* Data in this exercise
++++++++++++++++++++

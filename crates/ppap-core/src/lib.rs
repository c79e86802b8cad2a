//! Password-protected ZIP archive creation.
//!
//! `ppap-core` turns a list of files and directories into a single
//! ZipCrypto-encrypted ZIP archive. Entry names are encoded in a legacy
//! charset (Windows-31J by default) so that archives open cleanly on
//! systems that do not understand UTF-8 names.
//!
//! Creation runs in stages, each usable on its own:
//!
//! 1. [`inputs::classify_inputs`] validates the command-line paths.
//! 2. [`naming::resolve_archive_name`] picks a collision-free file name.
//! 3. [`Settings`] loads `~/.ppaprc` and [`password::resolve_password`]
//!    decides the password.
//! 4. [`collect::collect_entries`] walks directories and applies the
//!    ignore pattern.
//! 5. [`archive::create_archive`] writes the archive.
//!
//! # Examples
//!
//! ```no_run
//! use ppap_core::NoopProgress;
//! use ppap_core::archive::ArchiveOptions;
//! use ppap_core::archive::create_archive;
//! use ppap_core::collect::collect_entries;
//! use ppap_core::inputs::classify_inputs;
//! use ppap_core::naming::resolve_archive_name;
//! use std::path::Path;
//!
//! # fn main() -> Result<(), Box<dyn std::error::Error>> {
//! let args = ["report.pdf"];
//! let inputs = classify_inputs(&args)?;
//! let name = resolve_archive_name(&args, Path::new("."))?;
//! let plan = collect_entries(&inputs, None)?;
//! let options = ArchiveOptions::new("s3cret");
//! let report = create_archive(Path::new(&name), &plan, &options, &mut NoopProgress)?;
//! println!("Created {name} with {} files", report.files_added);
//! # Ok(())
//! # }
//! ```

#![deny(unsafe_code)]
#![warn(missing_docs)]

pub mod archive;
pub mod collect;
pub mod error;
pub mod filter;
pub mod inputs;
pub mod io;
pub mod naming;
pub mod password;
pub mod report;
pub mod settings;

pub use archive::ArchiveOptions;
pub use archive::create_archive;
pub use collect::ArchivePlan;
pub use collect::collect_entries;
pub use error::PpapError;
pub use error::Result;
pub use filter::IgnorePattern;
pub use inputs::ClassifiedInputs;
pub use inputs::classify_inputs;
pub use naming::resolve_archive_name;
pub use password::Password;
pub use password::PasswordOrigin;
pub use password::SecretConsole;
pub use password::resolve_password;
pub use report::CreationReport;
pub use report::NoopProgress;
pub use report::ProgressCallback;
pub use settings::Settings;
//! Terminal-backed password prompts.

use console::Term;
use console::style;
use ppap_core::SecretConsole;
use std::io;
use std::io::IsTerminal;

/// Reads passwords from the controlling terminal without echo.
pub struct TermConsole {
    term: Term,
    use_colors: bool,
}

impl TermConsole {
    pub fn new() -> Self {
        Self {
            term: Term::stderr(),
            use_colors: console::colors_enabled_stderr(),
        }
    }
}

impl Default for TermConsole {
    fn default() -> Self {
        Self::new()
    }
}

impl SecretConsole for TermConsole {
    fn is_interactive(&self) -> bool {
        io::stdin().is_terminal() && self.term.is_term()
    }

    fn read_secret(&mut self, prompt: &str) -> io::Result<String> {
        self.term.write_str(prompt)?;
        self.term.read_secure_line()
    }

    fn warn(&mut self, message: &str) {
        let line = if self.use_colors {
            style(message).yellow().to_string()
        } else {
            message.to_string()
        };
        let _ = self.term.write_line(&line);
    }
}
//! Basename filtering for archive inputs.

use crate::PpapError;
use crate::Result;
use regex::Regex;
use std::ffi::OsStr;
use std::path::Path;

/// A regular expression matched against whole basenames.
///
/// The pattern is anchored on both ends, so `drop` matches a file named
/// `drop` but not `dropped.txt`.
///
/// # Examples
///
/// ```
/// use ppap_core::filter::IgnorePattern;
/// use std::path::Path;
///
/// let pattern = IgnorePattern::new(r"drop\.tmp").unwrap();
/// assert!(pattern.is_ignored(Path::new("root/drop.tmp")));
/// assert!(!pattern.is_ignored(Path::new("root/drop.tmp.bak")));
/// ```
#[derive(Debug, Clone)]
pub struct IgnorePattern {
    source: String,
    regex: Regex,
}

impl IgnorePattern {
    /// Compiles a pattern for full-name matching.
    ///
    /// # Errors
    ///
    /// Returns `PpapError::InvalidIgnorePattern` if the pattern is not a
    /// valid regular expression.
    pub fn new(pattern: &str) -> Result<Self> {
        let regex = Regex::new(&format!("^(?:{pattern})$")).map_err(|source| {
            PpapError::InvalidIgnorePattern {
                pattern: pattern.to_string(),
                source,
            }
        })?;

        Ok(Self {
            source: pattern.to_string(),
            regex,
        })
    }

    /// The pattern as it was written.
    #[must_use]
    pub fn as_str(&self) -> &str {
        &self.source
    }

    /// Returns whether `name` matches the pattern in full.
    #[must_use]
    pub fn matches_name(&self, name: &str) -> bool {
        self.regex.is_match(name)
    }

    /// Returns whether the basename of `path` matches the pattern.
    ///
    /// Paths without a basename never match.
    #[must_use]
    pub fn is_ignored(&self, path: &Path) -> bool {
        path.file_name().is_some_and(|name| self.matches_os(name))
    }

    pub(crate) fn matches_os(&self, name: &OsStr) -> bool {
        self.matches_name(&name.to_string_lossy())
    }
}

/// Returns whether `path` is excluded by an optional pattern.
#[must_use]
pub fn should_skip(path: &Path, pattern: Option<&IgnorePattern>) -> bool {
    pattern.is_some_and(|pattern| pattern.is_ignored(path))
}
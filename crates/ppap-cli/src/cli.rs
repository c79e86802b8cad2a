//! CLI argument parsing using clap.

use clap::Parser;
use std::path::PathBuf;

const ABOUT: &str = "This is a CLI program that creates a ZIP file with a password.";

const AFTER_HELP: &str = "\
Without -p the password is read from ~/.ppaprc (key `password`), or a
random one is generated and printed.

Please report issues at https://github.com/satosystems/ppap/issues";

#[derive(Parser, Debug)]
#[command(name = "ppap")]
#[command(about = ABOUT, after_help = AFTER_HELP)]
#[command(override_usage = "ppap [-h] [-p] [-v] FILE/DIR [FILE/DIR ...]")]
#[command(disable_version_flag = true)]
pub struct Cli {
    /// Input password interactively
    #[arg(short, long)]
    pub password: bool,

    /// Show version
    #[arg(short = 'v', long)]
    pub version: bool,

    /// Files and directories to archive
    #[arg(value_name = "FILE/DIR")]
    pub paths: Vec<PathBuf>,
}

#[cfg(test)]
#[allow(clippy::unwrap_used)]
mod tests {
    use super::*;
    use clap::CommandFactory;

    #[test]
    fn test_cli_definition_is_valid() {
        Cli::command().debug_assert();
    }

    #[test]
    fn test_parse_flags_and_paths() {
        let cli = Cli::try_parse_from(["ppap", "-p", "a.txt", "dir"]).unwrap();
        assert!(cli.password);
        assert!(!cli.version);
        assert_eq!(cli.paths, vec![PathBuf::from("a.txt"), PathBuf::from("dir")]);
    }

    #[test]
    fn test_paths_are_optional() {
        let cli = Cli::try_parse_from(["ppap"]).unwrap();
        assert!(cli.paths.is_empty());
    }

    #[test]
    fn test_long_version_flag() {
        let cli = Cli::try_parse_from(["ppap", "--version"]).unwrap();
        assert!(cli.version);
    }

    #[test]
    fn test_unknown_flag_is_rejected() {
        let err = Cli::try_parse_from(["ppap", "--bogus"]).unwrap_err();
        assert_eq!(err.exit_code(), 2);
    }
}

++++++++++++++++++++

Would you write out the full set of records above without alteration?

* Result
filename crates/ppap-core/src/lib.rs
repository c79e86802b8cad2a
//! Password-protected ZIP archive creation.
//!
//! `ppap-core` turns a list of files and directories into a single
//! ZipCrypto-encrypted ZIP archive. Entry names are encoded in a legacy
//! charset (Windows-31J by default) so that archives open cleanly on
//! systems that do not understand UTF-8 names.
//!
//! Creation runs in stages, each usable on its own:
//!
//! 1. [`inputs::classify_inputs`] validates the command-line paths.
//! 2. [`naming::resolve_archive_name`] picks a collision-free file name.
//! 3. [`Settings`] loads `~/.ppaprc` and [`password::resolve_password`]
//!    decides the password.
//! 4. [`collect::collect_entries`] walks directories and applies the
//!    ignore pattern.
//! 5. [`archive::create_archive`] writes the archive.
//!
//! # Examples
//!
//! ```no_run
//! use ppap_core::NoopProgress;
//! use ppap_core::archive::ArchiveOptions;
//! use ppap_core::archive::create_archive;
//! use ppap_core::collect::collect_entries;
//! use ppap_core::inputs::classify_inputs;
//! use ppap_core::naming::resolve_archive_name;
//! use std::path::Path;
//!
//! # fn main() -> Result<(), Box<dyn std::error::Error>> {
//! let args = ["report.pdf"];
//! let inputs = classify_inputs(&args)?;
//! let name = resolve_archive_name(&args, Path::new("."))?;
//! let plan = collect_entries(&inputs, None)?;
//! let options = ArchiveOptions::new("s3cret");
//! let report = create_archive(Path::new(&name), &plan, &options, &mut NoopProgress)?;
//! println!("Created {name} with {} files", report.files_added);
//! # Ok(())
//! # }
//! ```

#![deny(unsafe_code)]
#![warn(missing_docs)]

pub mod archive;
pub mod collect;
pub mod error;
pub mod filter;
pub mod inputs;
pub mod io;
pub mod naming;
pub mod password;
pub mod report;
pub mod settings;

pub use archive::ArchiveOptions;
pub use archive::create_archive;
pub use collect::ArchivePlan;
pub use collect::collect_entries;
pub use error::PpapError;
pub use error::Result;
pub use filter::IgnorePattern;
pub use inputs::ClassifiedInputs;
pub use inputs::classify_inputs;
pub use naming::resolve_archive_name;
pub use password::Password;
pub use password::PasswordOrigin;
pub use password::SecretConsole;
pub use password::resolve_password;
pub use report::CreationReport;
pub use report::NoopProgress;
pub use report::ProgressCallback;
pub use settings::Settings;
//! Terminal-backed password prompts.

use console::Term;
use console::style;
use ppap_core::SecretConsole;
use std::io;
use std::io::IsTerminal;

/// Reads passwords from the controlling terminal without echo.
pub struct TermConsole {
    term: Term,
    use_colors: bool,
}

impl TermConsole {
    pub fn new() -> Self {
        Self {
            term: Term::stderr(),
            use_colors: console::colors_enabled_stderr(),
        }
    }
}

impl Default for TermConsole {
    fn default() -> Self {
        Self::new()
    }
}

impl SecretConsole for TermConsole {
    fn is_interactive(&self) -> bool {
        io::stdin().is_terminal() && self.term.is_term()
    }

    fn read_secret(&mut self, prompt: &str) -> io::Result<String> {
        self.term.write_str(prompt)?;
        self.term.read_secure_line()
    }

    fn warn(&mut self, message: &str) {
        let line = if self.use_colors {
            style(message).yellow().to_string()
        } else {
            message.to_string()
        };
        let _ = self.term.write_line(&line);
    }
}
//! Basename filtering for archive inputs.

use crate::PpapError;
use crate::Result;
use regex::Regex;
use std::ffi::OsStr;
use std::path::Path;

/// A regular expression matched against whole basenames.
///
/// The pattern is anchored on both ends, so `drop` matches a file named
/// `drop` but not `dropped.txt`.
///
/// # Examples
///
/// ```
/// use ppap_core::filter::IgnorePattern;
/// use std::path::Path;
///
/// let pattern = IgnorePattern::new(r"drop\.tmp").unwrap();
/// assert!(pattern.is_ignored(Path::new("root/drop.tmp")));
/// assert!(!pattern.is_ignored(Path::new("root/drop.tmp.bak")));
/// ```
#[derive(Debug, Clone)]
pub struct IgnorePattern {
    source: String,
    regex: Regex,
}

impl IgnorePattern {
    /// Compiles a pattern for full-name matching.
    ///
    /// # Errors
    ///
    /// Returns `PpapError::InvalidIgnorePattern` if the pattern is not a
    /// valid regular expression.
    pub fn new(pattern: &str) -> Result<Self> {
        let regex = Regex::new(&format!("^(?:{pattern})$")).map_err(|source| {
            PpapError::InvalidIgnorePattern {
                pattern: pattern.to_string(),
                source,
            }
        })?;

        Ok(Self {
            source: pattern.to_string(),
            regex,
        })
    }

    /// The pattern as it was written.
    #[must_use]
    pub fn as_str(&self) -> &str {
        &self.source
    }

    /// Returns whether `name` matches the pattern in full.
    #[must_use]
    pub fn matches_name(&self, name: &str) -> bool {
        self.regex.is_match(name)
    }

    /// Returns whether the basename of `path` matches the pattern.
    ///
    /// Paths without a basename never match.
    #[must_use]
    pub fn is_ignored(&self, path: &Path) -> bool {
        path.file_name().is_some_and(|name| self.matches_os(name))
    }

    pub(crate) fn matches_os(&self, name: &OsStr) -> bool {
        self.matches_name(&name.to_string_lossy())
    }
}

/// Returns whether `path` is excluded by an optional pattern.
#[must_use]
pub fn should_skip(path: &Path, pattern: Option<&IgnorePattern>) -> bool {
    pattern.is_some_and(|pattern| pattern.is_ignored(path))
}
filename crates/ppap-cli/src/cli.rs
repository c79e86802b8cad2a
//! CLI argument parsing using clap.

use clap::Parser;
use std::path::PathBuf;

const ABOUT: &str = "This is a CLI program that creates a ZIP file with a password.";

const AFTER_HELP: &str = "\
Without -p the password is read from ~/.ppaprc (key `password`), or a
random one is generated and printed.

Please report issues at https://github.com/satosystems/ppap/issues";

#[derive(Parser, Debug)]
#[command(name = "ppap")]
#[command(about = ABOUT, after_help = AFTER_HELP)]
#[command(override_usage = "ppap [-h] [-p] [-v] FILE/DIR [FILE/DIR ...]")]
#[command(disable_version_flag = true)]
pub struct Cli {
    /// Input password interactively
    #[arg(short, long)]
    pub password: bool,

    /// Show version
    #[arg(short = 'v', long)]
    pub version: bool,

    /// Files and directories to archive
    #[arg(value_name = "FILE/DIR")]
    pub paths: Vec<PathBuf>,
}

#[cfg(test)]
#[allow(clippy::unwrap_used)]
mod tests {
    use super::*;
    use clap::CommandFactory;

    #[test]
    fn test_cli_definition_is_valid() {
        Cli::command().debug_assert();
    }

    #[test]
    fn test_parse_flags_and_paths() {
        let cli = Cli::try_parse_from(["ppap", "-p", "a.txt", "dir"]).unwrap();
        assert!(cli.password);
        assert!(!cli.version);
        assert_eq!(cli.paths, vec![PathBuf::from("a.txt"), PathBuf::from("dir")]);
    }

    #[test]
    fn test_paths_are_optional() {
        let cli = Cli::try_parse_from(["ppap"]).unwrap();
        assert!(cli.paths.is_empty());
    }

    #[test]
    fn test_long_version_flag() {
        let cli = Cli::try_parse_from(["ppap", "--version"]).unwrap();
        assert!(cli.version);
    }

    #[test]
    fn test_unknown_flag_is_rejected() {
        let err = Cli::try_parse_from(["ppap", "--bogus"]).unwrap_err();
        assert_eq!(err.exit_code(), 2);
    }
}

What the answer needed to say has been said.